Collected data entries:
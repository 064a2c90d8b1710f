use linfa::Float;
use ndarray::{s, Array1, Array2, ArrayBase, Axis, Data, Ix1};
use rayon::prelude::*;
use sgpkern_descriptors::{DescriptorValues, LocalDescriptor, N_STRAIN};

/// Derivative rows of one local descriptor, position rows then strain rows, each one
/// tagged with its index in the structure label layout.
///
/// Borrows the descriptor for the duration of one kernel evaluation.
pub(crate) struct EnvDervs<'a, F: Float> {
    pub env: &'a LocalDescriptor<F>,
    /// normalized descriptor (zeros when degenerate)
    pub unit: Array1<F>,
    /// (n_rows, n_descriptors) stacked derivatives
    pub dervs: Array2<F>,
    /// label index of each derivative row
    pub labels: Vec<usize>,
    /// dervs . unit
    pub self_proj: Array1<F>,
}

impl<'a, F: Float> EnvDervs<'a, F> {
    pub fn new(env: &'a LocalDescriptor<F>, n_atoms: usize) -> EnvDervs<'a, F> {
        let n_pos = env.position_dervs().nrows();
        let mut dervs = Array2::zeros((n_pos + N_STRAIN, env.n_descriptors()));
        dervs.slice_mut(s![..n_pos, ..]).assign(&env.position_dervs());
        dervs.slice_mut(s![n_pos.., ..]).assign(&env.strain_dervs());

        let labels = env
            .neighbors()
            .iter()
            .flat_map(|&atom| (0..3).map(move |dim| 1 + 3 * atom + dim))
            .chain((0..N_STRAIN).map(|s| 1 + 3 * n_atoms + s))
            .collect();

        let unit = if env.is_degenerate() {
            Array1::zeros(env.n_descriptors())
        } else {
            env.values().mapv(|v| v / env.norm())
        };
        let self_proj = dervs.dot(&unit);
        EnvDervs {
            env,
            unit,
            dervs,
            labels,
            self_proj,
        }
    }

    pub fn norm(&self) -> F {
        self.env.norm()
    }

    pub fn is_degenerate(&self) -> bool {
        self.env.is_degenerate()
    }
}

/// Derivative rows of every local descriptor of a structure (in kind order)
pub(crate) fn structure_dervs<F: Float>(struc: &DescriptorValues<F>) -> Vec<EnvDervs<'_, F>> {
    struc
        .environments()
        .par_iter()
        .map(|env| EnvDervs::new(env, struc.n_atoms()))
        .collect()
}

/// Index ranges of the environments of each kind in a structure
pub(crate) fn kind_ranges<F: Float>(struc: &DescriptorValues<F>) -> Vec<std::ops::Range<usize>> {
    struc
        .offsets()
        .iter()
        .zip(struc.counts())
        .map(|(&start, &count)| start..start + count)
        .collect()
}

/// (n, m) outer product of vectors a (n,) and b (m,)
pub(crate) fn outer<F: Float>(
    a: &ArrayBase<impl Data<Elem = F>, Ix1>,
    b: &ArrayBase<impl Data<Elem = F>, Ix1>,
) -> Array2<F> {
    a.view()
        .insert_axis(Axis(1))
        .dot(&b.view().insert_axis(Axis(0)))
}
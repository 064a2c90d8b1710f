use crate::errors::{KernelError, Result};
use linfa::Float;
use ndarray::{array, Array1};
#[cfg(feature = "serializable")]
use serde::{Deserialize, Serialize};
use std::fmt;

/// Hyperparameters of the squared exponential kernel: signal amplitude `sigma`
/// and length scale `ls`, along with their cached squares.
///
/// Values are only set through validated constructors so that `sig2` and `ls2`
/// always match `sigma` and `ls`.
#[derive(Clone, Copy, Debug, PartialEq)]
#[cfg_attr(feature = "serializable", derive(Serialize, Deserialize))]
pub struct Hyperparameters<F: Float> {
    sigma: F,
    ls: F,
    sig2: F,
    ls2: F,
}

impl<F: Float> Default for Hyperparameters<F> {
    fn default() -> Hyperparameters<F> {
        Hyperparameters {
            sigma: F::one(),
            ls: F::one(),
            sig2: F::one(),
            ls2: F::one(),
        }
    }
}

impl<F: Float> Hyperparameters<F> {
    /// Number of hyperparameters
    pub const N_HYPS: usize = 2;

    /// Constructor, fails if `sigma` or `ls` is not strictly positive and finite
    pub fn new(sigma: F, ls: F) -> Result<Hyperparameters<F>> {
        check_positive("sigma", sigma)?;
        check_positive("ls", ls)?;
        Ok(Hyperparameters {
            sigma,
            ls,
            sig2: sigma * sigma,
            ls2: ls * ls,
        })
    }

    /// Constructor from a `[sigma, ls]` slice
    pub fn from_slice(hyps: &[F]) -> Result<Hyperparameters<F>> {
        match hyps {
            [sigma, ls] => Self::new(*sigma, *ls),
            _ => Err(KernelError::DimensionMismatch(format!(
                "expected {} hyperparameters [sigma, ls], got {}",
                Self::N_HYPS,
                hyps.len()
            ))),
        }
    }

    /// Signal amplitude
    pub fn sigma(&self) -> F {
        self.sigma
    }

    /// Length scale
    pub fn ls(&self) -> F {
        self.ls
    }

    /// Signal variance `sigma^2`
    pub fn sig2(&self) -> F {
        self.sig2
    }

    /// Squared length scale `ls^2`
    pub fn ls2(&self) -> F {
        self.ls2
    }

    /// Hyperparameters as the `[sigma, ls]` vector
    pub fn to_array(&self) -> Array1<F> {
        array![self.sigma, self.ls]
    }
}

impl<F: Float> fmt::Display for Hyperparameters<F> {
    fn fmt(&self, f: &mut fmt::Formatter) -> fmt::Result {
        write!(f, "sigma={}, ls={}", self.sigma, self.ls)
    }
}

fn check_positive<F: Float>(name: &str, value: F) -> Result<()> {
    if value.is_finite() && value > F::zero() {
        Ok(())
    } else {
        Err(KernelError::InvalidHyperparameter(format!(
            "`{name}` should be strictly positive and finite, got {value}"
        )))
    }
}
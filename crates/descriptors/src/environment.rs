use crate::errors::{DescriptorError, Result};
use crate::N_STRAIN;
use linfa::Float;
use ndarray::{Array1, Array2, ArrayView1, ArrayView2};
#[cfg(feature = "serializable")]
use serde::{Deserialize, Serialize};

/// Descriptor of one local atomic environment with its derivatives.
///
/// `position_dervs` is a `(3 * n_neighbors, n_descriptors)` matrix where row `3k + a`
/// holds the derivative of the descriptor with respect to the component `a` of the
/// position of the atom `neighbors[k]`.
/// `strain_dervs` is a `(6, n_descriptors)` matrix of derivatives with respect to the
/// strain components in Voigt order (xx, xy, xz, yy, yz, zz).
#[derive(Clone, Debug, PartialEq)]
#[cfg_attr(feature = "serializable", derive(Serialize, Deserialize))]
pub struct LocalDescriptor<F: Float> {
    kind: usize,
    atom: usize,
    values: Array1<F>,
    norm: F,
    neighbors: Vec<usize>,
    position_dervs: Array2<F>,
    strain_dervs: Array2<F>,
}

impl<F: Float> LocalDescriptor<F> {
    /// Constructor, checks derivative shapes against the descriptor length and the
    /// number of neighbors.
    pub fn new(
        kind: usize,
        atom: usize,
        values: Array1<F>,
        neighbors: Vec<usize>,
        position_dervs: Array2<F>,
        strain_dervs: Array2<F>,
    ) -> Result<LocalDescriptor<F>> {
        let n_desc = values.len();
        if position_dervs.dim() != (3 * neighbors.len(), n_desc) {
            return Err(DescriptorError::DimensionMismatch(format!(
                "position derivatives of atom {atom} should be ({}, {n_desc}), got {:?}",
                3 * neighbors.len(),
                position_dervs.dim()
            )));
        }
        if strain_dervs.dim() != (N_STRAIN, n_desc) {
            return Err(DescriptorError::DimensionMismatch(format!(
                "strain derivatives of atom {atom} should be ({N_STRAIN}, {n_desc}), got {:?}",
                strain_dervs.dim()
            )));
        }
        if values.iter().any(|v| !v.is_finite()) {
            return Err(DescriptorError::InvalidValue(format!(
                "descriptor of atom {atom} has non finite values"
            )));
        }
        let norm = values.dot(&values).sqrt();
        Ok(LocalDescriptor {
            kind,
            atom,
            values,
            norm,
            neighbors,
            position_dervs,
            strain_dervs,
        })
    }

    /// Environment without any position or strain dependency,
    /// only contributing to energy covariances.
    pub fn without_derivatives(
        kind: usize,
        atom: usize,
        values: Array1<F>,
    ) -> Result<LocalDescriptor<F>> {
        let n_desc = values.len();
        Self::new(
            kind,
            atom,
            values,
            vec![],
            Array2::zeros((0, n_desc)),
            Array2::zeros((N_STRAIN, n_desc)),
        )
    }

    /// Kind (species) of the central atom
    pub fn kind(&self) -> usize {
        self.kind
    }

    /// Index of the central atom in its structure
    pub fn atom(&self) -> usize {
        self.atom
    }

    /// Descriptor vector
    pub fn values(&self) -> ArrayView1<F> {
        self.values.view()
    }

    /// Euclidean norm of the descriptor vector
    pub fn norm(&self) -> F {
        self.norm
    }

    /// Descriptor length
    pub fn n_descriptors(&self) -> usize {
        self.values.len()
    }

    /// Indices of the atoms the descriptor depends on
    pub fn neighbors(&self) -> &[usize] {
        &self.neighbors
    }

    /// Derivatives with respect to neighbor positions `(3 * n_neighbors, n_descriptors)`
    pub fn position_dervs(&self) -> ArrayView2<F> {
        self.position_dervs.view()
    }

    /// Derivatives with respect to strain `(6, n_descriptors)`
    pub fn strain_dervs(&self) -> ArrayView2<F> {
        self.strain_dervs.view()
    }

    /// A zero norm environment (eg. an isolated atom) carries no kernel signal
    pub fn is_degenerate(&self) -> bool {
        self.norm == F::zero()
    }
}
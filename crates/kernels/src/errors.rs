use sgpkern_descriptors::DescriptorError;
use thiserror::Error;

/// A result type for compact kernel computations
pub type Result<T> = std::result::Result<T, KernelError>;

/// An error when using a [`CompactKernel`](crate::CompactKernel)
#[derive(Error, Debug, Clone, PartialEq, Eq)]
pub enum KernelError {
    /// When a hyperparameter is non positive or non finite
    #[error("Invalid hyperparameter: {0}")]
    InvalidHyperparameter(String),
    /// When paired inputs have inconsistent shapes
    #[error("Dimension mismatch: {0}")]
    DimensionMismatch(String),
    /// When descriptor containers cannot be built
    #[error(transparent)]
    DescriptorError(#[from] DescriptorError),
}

---

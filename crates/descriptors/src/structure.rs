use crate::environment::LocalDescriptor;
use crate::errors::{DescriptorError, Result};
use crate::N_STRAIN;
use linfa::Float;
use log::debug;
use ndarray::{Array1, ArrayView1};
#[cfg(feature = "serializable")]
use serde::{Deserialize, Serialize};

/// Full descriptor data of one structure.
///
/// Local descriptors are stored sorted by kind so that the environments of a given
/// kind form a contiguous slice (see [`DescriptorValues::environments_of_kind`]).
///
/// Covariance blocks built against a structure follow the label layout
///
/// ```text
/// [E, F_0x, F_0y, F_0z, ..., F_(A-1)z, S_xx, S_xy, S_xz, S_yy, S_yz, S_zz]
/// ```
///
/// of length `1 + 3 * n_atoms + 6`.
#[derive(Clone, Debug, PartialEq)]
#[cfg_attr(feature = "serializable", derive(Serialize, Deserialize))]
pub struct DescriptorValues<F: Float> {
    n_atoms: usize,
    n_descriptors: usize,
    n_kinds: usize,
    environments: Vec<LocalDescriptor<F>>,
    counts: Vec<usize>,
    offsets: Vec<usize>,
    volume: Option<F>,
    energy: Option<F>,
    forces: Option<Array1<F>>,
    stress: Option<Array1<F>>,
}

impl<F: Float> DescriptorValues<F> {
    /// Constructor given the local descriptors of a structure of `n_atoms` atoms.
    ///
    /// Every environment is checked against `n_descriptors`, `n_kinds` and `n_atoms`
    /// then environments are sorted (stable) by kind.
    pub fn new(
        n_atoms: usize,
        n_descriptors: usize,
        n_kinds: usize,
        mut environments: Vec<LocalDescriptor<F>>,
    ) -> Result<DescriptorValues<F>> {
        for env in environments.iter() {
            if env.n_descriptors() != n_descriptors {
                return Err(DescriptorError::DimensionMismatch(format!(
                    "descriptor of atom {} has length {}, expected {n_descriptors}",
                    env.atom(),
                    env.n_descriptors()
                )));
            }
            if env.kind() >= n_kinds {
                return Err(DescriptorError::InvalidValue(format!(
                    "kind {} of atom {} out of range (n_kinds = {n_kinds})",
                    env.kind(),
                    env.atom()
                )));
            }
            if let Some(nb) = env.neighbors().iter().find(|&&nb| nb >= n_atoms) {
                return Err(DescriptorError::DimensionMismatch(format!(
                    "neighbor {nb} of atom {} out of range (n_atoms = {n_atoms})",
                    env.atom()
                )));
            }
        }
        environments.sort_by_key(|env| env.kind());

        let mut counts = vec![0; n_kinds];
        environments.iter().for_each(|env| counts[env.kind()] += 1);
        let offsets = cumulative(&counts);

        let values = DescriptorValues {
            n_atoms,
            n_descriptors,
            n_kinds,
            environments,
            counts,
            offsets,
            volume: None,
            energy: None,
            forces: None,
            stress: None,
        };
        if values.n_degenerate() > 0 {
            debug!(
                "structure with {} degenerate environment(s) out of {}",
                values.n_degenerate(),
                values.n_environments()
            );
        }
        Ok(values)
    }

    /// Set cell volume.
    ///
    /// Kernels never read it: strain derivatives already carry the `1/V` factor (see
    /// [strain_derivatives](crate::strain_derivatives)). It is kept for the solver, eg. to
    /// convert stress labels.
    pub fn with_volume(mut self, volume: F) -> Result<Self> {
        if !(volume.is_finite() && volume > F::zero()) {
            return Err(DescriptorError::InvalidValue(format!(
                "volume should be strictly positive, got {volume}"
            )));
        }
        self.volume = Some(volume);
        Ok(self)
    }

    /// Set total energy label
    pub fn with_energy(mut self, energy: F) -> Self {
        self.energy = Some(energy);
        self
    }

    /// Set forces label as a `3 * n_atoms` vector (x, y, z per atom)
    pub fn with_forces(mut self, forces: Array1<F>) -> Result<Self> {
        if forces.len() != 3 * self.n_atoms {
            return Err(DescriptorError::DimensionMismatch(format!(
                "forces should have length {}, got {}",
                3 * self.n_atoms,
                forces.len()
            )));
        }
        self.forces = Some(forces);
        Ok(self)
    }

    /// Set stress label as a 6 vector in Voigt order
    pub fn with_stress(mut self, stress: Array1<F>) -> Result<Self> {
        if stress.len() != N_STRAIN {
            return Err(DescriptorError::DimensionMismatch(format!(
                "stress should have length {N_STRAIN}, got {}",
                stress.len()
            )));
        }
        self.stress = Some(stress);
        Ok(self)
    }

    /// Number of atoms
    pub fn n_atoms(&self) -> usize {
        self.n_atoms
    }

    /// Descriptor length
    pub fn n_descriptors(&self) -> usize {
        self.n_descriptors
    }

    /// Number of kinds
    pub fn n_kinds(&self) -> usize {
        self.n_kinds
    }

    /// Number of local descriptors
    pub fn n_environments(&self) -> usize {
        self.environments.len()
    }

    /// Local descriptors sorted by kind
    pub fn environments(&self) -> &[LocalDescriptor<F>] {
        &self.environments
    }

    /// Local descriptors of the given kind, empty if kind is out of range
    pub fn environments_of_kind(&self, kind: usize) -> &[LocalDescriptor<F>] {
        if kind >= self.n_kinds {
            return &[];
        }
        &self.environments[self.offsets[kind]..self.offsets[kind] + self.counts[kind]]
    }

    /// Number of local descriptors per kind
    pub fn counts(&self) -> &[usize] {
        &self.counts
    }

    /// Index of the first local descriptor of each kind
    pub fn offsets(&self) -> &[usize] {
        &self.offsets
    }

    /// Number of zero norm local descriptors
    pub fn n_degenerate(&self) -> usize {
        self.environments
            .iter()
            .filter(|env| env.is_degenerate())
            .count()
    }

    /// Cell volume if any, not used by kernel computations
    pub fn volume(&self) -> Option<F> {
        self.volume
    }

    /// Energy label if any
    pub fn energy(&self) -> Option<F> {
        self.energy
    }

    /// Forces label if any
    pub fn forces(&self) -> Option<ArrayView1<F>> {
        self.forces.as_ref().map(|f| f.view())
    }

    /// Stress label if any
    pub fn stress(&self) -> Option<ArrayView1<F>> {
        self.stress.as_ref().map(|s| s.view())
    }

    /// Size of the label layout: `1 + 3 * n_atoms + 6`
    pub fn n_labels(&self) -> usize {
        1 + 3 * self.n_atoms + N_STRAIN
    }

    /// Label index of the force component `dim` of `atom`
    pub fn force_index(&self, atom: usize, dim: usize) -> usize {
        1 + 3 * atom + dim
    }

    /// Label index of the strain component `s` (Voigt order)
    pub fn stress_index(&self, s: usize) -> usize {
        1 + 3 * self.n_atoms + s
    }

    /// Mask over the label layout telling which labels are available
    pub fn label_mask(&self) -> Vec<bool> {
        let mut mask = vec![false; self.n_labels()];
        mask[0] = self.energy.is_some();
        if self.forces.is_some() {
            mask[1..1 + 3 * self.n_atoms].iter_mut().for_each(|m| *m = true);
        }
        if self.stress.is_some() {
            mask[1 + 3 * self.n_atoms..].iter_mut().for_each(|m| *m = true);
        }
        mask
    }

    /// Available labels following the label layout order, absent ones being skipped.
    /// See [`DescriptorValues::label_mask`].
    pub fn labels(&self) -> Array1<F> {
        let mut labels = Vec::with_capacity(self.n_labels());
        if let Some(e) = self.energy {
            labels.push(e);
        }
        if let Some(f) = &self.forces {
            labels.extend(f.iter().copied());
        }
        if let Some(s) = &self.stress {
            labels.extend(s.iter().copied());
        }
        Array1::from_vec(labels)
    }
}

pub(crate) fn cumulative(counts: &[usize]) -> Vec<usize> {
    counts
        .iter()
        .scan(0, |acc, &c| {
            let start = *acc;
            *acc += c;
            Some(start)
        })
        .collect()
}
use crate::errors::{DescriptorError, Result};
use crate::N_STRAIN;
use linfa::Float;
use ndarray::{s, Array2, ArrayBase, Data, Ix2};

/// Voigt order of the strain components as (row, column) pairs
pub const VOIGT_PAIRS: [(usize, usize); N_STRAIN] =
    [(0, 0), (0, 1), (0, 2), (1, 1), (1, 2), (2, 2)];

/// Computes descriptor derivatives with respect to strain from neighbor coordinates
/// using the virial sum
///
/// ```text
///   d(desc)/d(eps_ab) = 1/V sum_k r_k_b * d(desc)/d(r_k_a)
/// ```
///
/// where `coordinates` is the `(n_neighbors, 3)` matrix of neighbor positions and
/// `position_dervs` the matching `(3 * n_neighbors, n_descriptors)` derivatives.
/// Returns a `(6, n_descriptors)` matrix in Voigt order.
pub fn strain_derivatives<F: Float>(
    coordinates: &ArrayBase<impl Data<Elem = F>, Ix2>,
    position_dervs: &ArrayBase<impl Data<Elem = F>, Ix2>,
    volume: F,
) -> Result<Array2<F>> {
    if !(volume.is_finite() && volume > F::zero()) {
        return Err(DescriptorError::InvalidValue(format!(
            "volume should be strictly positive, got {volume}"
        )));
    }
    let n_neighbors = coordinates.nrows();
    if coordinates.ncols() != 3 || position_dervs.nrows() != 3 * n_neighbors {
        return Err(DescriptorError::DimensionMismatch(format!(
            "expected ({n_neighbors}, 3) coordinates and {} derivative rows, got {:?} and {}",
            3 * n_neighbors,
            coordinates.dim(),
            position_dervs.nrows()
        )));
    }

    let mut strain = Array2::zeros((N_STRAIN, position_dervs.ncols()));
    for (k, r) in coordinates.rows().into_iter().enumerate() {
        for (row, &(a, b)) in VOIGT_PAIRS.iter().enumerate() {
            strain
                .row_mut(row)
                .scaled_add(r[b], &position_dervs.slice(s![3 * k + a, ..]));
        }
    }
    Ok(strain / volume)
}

...

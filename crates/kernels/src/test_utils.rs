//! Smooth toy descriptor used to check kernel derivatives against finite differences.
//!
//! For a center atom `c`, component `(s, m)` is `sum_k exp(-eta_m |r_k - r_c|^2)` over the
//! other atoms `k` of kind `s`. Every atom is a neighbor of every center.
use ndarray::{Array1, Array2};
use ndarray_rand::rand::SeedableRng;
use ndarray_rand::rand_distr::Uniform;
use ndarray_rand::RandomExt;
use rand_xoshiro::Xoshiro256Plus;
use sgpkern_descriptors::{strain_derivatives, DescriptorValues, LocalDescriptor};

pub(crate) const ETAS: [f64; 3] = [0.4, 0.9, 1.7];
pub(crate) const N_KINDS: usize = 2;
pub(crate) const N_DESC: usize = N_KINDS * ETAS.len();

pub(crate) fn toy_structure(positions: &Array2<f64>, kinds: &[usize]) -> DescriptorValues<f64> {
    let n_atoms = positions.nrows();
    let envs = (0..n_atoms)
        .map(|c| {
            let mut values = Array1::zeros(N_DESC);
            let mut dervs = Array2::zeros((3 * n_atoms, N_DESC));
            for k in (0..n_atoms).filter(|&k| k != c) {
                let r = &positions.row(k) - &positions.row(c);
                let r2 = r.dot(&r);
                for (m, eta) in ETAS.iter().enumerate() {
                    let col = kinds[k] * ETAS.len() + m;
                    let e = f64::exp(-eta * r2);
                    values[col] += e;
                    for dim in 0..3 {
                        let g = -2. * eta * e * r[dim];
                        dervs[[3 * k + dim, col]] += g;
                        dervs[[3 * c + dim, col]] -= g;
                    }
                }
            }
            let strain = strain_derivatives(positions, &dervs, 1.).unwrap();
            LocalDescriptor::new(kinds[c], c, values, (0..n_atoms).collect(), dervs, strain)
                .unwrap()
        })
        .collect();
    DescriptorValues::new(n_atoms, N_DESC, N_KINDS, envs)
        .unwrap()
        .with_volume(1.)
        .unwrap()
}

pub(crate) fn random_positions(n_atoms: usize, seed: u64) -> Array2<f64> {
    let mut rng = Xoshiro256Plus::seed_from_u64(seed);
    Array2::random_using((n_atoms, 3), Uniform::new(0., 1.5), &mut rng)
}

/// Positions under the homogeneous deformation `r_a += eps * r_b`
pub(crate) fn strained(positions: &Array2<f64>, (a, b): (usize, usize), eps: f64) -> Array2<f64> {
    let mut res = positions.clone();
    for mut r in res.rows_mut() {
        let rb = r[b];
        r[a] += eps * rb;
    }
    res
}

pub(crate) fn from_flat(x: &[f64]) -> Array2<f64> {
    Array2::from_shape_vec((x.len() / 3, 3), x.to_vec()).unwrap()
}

● **Activity**: From the data above, output exactly the lines between the one containing "let r2 = r.dot(&r);" and the one containing "let rb = r[b];", counting both of them.

● **Result for this exercise**:
                let r2 = r.dot(&r);
                for (m, eta) in ETAS.iter().enumerate() {
                    let col = kinds[k] * ETAS.len() + m;
                    let e = f64::exp(-eta * r2);
                    values[col] += e;
                    for dim in 0..3 {
                        let g = -2. * eta * e * r[dim];
                        dervs[[3 * k + dim, col]] += g;
                        dervs[[3 * c + dim, col]] -= g;
                    }
                }
            }
            let strain = strain_derivatives(positions, &dervs, 1.).unwrap();
            LocalDescriptor::new(kinds[c], c, values, (0..n_atoms).collect(), dervs, strain)
                .unwrap()
        })
        .collect();
    DescriptorValues::new(n_atoms, N_DESC, N_KINDS, envs)
        .unwrap()
        .with_volume(1.)
        .unwrap()
}

pub(crate) fn random_positions(n_atoms: usize, seed: u64) -> Array2<f64> {
    let mut rng = Xoshiro256Plus::seed_from_u64(seed);
    Array2::random_using((n_atoms, 3), Uniform::new(0., 1.5), &mut rng)
}

/// Positions under the homogeneous deformation `r_a += eps * r_b`
pub(crate) fn strained(positions: &Array2<f64>, (a, b): (usize, usize), eps: f64) -> Array2<f64> {
    let mut res = positions.clone();
    for mut r in res.rows_mut() {
        let rb = r[b];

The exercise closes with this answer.